SUPPLIED INFORMATION:

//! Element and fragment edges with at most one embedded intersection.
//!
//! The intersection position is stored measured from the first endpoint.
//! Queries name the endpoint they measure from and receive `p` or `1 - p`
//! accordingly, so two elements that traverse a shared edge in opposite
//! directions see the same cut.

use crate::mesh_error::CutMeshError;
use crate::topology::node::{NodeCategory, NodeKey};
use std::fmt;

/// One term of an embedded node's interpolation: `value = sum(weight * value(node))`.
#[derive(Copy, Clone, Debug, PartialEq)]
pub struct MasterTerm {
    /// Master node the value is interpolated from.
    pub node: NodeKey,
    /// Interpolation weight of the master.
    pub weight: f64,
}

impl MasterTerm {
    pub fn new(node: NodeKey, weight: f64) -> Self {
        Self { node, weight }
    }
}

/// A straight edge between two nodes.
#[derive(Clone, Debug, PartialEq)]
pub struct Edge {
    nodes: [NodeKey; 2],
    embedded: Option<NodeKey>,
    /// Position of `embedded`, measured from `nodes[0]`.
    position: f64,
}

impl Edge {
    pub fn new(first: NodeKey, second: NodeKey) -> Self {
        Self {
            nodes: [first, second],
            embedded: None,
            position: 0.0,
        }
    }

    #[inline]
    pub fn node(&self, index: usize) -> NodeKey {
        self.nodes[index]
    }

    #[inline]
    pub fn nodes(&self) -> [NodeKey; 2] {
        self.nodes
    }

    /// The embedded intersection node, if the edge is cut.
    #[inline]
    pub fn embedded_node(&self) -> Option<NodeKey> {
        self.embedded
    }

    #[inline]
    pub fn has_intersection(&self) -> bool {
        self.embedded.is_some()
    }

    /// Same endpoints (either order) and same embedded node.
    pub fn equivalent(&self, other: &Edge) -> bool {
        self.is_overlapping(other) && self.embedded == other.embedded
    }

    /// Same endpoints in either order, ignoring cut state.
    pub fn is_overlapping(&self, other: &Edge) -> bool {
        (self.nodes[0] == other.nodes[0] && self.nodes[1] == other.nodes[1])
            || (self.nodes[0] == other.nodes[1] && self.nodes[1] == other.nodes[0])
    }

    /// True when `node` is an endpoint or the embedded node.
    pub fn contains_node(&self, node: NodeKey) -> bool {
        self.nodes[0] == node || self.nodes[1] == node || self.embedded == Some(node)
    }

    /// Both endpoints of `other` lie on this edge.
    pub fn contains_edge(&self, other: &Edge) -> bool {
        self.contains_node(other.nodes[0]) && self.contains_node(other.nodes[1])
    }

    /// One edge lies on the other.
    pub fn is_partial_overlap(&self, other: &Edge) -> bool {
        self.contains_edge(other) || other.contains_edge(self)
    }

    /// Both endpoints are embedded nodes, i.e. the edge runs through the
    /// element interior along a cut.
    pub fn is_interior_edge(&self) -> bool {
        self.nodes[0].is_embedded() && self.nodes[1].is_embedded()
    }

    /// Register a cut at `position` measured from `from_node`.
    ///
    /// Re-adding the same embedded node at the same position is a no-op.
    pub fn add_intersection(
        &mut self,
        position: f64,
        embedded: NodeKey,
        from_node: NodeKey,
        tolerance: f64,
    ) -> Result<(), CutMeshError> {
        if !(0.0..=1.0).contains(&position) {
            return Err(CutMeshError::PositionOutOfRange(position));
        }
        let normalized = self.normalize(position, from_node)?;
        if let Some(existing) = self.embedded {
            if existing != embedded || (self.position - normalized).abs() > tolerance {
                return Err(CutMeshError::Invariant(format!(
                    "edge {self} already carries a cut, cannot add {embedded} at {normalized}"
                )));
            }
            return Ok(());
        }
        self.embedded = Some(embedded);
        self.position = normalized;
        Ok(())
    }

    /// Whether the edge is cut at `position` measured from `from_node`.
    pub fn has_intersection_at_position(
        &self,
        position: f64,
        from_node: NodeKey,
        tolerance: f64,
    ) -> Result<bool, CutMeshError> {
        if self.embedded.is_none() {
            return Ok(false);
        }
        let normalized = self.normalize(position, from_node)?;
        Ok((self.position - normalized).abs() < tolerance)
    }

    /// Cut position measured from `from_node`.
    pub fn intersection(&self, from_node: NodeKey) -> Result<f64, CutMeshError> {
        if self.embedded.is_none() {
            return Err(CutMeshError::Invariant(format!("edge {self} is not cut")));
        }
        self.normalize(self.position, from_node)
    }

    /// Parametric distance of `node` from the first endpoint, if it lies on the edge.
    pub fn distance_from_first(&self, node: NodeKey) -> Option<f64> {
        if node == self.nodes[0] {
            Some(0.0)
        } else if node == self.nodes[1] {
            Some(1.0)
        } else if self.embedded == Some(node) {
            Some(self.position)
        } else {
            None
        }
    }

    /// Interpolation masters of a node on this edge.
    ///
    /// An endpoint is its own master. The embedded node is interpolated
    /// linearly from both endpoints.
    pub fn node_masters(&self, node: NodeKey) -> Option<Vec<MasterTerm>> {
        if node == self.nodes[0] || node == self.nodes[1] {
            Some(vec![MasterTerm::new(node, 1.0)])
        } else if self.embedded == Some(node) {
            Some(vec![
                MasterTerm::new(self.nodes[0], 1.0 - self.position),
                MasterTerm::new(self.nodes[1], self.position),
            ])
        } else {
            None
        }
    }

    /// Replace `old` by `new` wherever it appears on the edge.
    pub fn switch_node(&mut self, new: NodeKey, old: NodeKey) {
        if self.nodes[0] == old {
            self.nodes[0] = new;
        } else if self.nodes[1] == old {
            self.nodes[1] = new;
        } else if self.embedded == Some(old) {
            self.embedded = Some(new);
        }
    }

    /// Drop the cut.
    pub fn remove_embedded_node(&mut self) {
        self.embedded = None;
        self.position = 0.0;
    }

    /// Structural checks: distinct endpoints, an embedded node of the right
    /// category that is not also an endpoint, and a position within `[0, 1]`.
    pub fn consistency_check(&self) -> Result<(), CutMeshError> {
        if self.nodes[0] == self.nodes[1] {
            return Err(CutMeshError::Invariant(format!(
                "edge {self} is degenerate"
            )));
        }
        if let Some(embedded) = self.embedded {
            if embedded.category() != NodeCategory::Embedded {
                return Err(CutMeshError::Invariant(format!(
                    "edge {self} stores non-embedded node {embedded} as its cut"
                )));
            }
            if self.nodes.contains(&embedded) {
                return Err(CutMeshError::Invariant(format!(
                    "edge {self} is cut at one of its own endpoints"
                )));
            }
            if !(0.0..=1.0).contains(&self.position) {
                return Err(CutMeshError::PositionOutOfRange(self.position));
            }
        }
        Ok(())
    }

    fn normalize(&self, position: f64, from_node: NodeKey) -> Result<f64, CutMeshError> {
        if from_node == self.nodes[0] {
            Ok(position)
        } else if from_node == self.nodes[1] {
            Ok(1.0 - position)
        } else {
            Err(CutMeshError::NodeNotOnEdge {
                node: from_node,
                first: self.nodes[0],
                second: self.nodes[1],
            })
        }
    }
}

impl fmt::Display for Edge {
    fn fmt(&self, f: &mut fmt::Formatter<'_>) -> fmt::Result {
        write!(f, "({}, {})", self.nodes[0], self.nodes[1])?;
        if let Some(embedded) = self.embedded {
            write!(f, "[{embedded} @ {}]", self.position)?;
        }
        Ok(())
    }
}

ACTIVITY: Go through the listing above and reproduce all of it exactly.

WRITTEN SOLUTION:
//! Element and fragment edges with at most one embedded intersection.
//!
//! The intersection position is stored measured from the first endpoint.
//! Queries name the endpoint they measure from and receive `p` or `1 - p`
//! accordingly, so two elements that traverse a shared edge in opposite
//! directions see the same cut.

use crate::mesh_error::CutMeshError;
use crate::topology::node::{NodeCategory, NodeKey};
use std::fmt;

/// One term of an embedded node's interpolation: `value = sum(weight * value(node))`.
#[derive(Copy, Clone, Debug, PartialEq)]
pub struct MasterTerm {
    /// Master node the value is interpolated from.
    pub node: NodeKey,
    /// Interpolation weight of the master.
    pub weight: f64,
}

impl MasterTerm {
    pub fn new(node: NodeKey, weight: f64) -> Self {
        Self { node, weight }
    }
}

/// A straight edge between two nodes.
#[derive(Clone, Debug, PartialEq)]
pub struct Edge {
    nodes: [NodeKey; 2],
    embedded: Option<NodeKey>,
    /// Position of `embedded`, measured from `nodes[0]`.
    position: f64,
}

impl Edge {
    pub fn new(first: NodeKey, second: NodeKey) -> Self {
        Self {
            nodes: [first, second],
            embedded: None,
            position: 0.0,
        }
    }

    #[inline]
    pub fn node(&self, index: usize) -> NodeKey {
        self.nodes[index]
    }

    #[inline]
    pub fn nodes(&self) -> [NodeKey; 2] {
        self.nodes
    }

    /// The embedded intersection node, if the edge is cut.
    #[inline]
    pub fn embedded_node(&self) -> Option<NodeKey> {
        self.embedded
    }

    #[inline]
    pub fn has_intersection(&self) -> bool {
        self.embedded.is_some()
    }

    /// Same endpoints (either order) and same embedded node.
    pub fn equivalent(&self, other: &Edge) -> bool {
        self.is_overlapping(other) && self.embedded == other.embedded
    }

    /// Same endpoints in either order, ignoring cut state.
    pub fn is_overlapping(&self, other: &Edge) -> bool {
        (self.nodes[0] == other.nodes[0] && self.nodes[1] == other.nodes[1])
            || (self.nodes[0] == other.nodes[1] && self.nodes[1] == other.nodes[0])
    }

    /// True when `node` is an endpoint or the embedded node.
    pub fn contains_node(&self, node: NodeKey) -> bool {
        self.nodes[0] == node || self.nodes[1] == node || self.embedded == Some(node)
    }

    /// Both endpoints of `other` lie on this edge.
    pub fn contains_edge(&self, other: &Edge) -> bool {
        self.contains_node(other.nodes[0]) && self.contains_node(other.nodes[1])
    }

    /// One edge lies on the other.
    pub fn is_partial_overlap(&self, other: &Edge) -> bool {
        self.contains_edge(other) || other.contains_edge(self)
    }

    /// Both endpoints are embedded nodes, i.e. the edge runs through the
    /// element interior along a cut.
    pub fn is_interior_edge(&self) -> bool {
        self.nodes[0].is_embedded() && self.nodes[1].is_embedded()
    }

    /// Register a cut at `position` measured from `from_node`.
    ///
    /// Re-adding the same embedded node at the same position is a no-op.
    pub fn add_intersection(
        &mut self,
        position: f64,
        embedded: NodeKey,
        from_node: NodeKey,
        tolerance: f64,
    ) -> Result<(), CutMeshError> {
        if !(0.0..=1.0).contains(&position) {
            return Err(CutMeshError::PositionOutOfRange(position));
        }
        let normalized = self.normalize(position, from_node)?;
        if let Some(existing) = self.embedded {
            if existing != embedded || (self.position - normalized).abs() > tolerance {
                return Err(CutMeshError::Invariant(format!(
                    "edge {self} already carries a cut, cannot add {embedded} at {normalized}"
                )));
            }
            return Ok(());
        }
        self.embedded = Some(embedded);
        self.position = normalized;
        Ok(())
    }

    /// Whether the edge is cut at `position` measured from `from_node`.
    pub fn has_intersection_at_position(
        &self,
        position: f64,
        from_node: NodeKey,
        tolerance: f64,
    ) -> Result<bool, CutMeshError> {
        if self.embedded.is_none() {
            return Ok(false);
        }
        let normalized = self.normalize(position, from_node)?;
        Ok((self.position - normalized).abs() < tolerance)
    }

    /// Cut position measured from `from_node`.
    pub fn intersection(&self, from_node: NodeKey) -> Result<f64, CutMeshError> {
        if self.embedded.is_none() {
            return Err(CutMeshError::Invariant(format!("edge {self} is not cut")));
        }
        self.normalize(self.position, from_node)
    }

    /// Parametric distance of `node` from the first endpoint, if it lies on the edge.
    pub fn distance_from_first(&self, node: NodeKey) -> Option<f64> {
        if node == self.nodes[0] {
            Some(0.0)
        } else if node == self.nodes[1] {
            Some(1.0)
        } else if self.embedded == Some(node) {
            Some(self.position)
        } else {
            None
        }
    }

    /// Interpolation masters of a node on this edge.
    ///
    /// An endpoint is its own master. The embedded node is interpolated
    /// linearly from both endpoints.
    pub fn node_masters(&self, node: NodeKey) -> Option<Vec<MasterTerm>> {
        if node == self.nodes[0] || node == self.nodes[1] {
            Some(vec![MasterTerm::new(node, 1.0)])
        } else if self.embedded == Some(node) {
            Some(vec![
                MasterTerm::new(self.nodes[0], 1.0 - self.position),
                MasterTerm::new(self.nodes[1], self.position),
            ])
        } else {
            None
        }
    }

    /// Replace `old` by `new` wherever it appears on the edge.
    pub fn switch_node(&mut self, new: NodeKey, old: NodeKey) {
        if self.nodes[0] == old {
            self.nodes[0] = new;
        } else if self.nodes[1] == old {
            self.nodes[1] = new;
        } else if self.embedded == Some(old) {
            self.embedded = Some(new);
        }
    }

    /// Drop the cut.
    pub fn remove_embedded_node(&mut self) {
        self.embedded = None;
        self.position = 0.0;
    }

    /// Structural checks: distinct endpoints, an embedded node of the right
    /// category that is not also an endpoint, and a position within `[0, 1]`.
    pub fn consistency_check(&self) -> Result<(), CutMeshError> {
        if self.nodes[0] == self.nodes[1] {
            return Err(CutMeshError::Invariant(format!(
                "edge {self} is degenerate"
            )));
        }
        if let Some(embedded) = self.embedded {
            if embedded.category() != NodeCategory::Embedded {
                return Err(CutMeshError::Invariant(format!(
                    "edge {self} stores non-embedded node {embedded} as its cut"
                )));
            }
            if self.nodes.contains(&embedded) {
                return Err(CutMeshError::Invariant(format!(
                    "edge {self} is cut at one of its own endpoints"
                )));
            }
            if !(0.0..=1.0).contains(&self.position) {
                return Err(CutMeshError::PositionOutOfRange(self.position));
            }
        }
        Ok(())
    }

    fn normalize(&self, position: f64, from_node: NodeKey) -> Result<f64, CutMeshError> {
        if from_node == self.nodes[0] {
            Ok(position)
        } else if from_node == self.nodes[1] {
            Ok(1.0 - position)
        } else {
            Err(CutMeshError::NodeNotOnEdge {
                node: from_node,
                first: self.nodes[0],
                second: self.nodes[1],
            })
        }
    }
}

impl fmt::Display for Edge {
    fn fmt(&self, f: &mut fmt::Formatter<'_>) -> fmt::Result {
        write!(f, "({}, {})", self.nodes[0], self.nodes[1])?;
        if let Some(embedded) = self.embedded {
            write!(f, "[{embedded} @ {}]", self.position)?;
        }
        Ok(())
    }
}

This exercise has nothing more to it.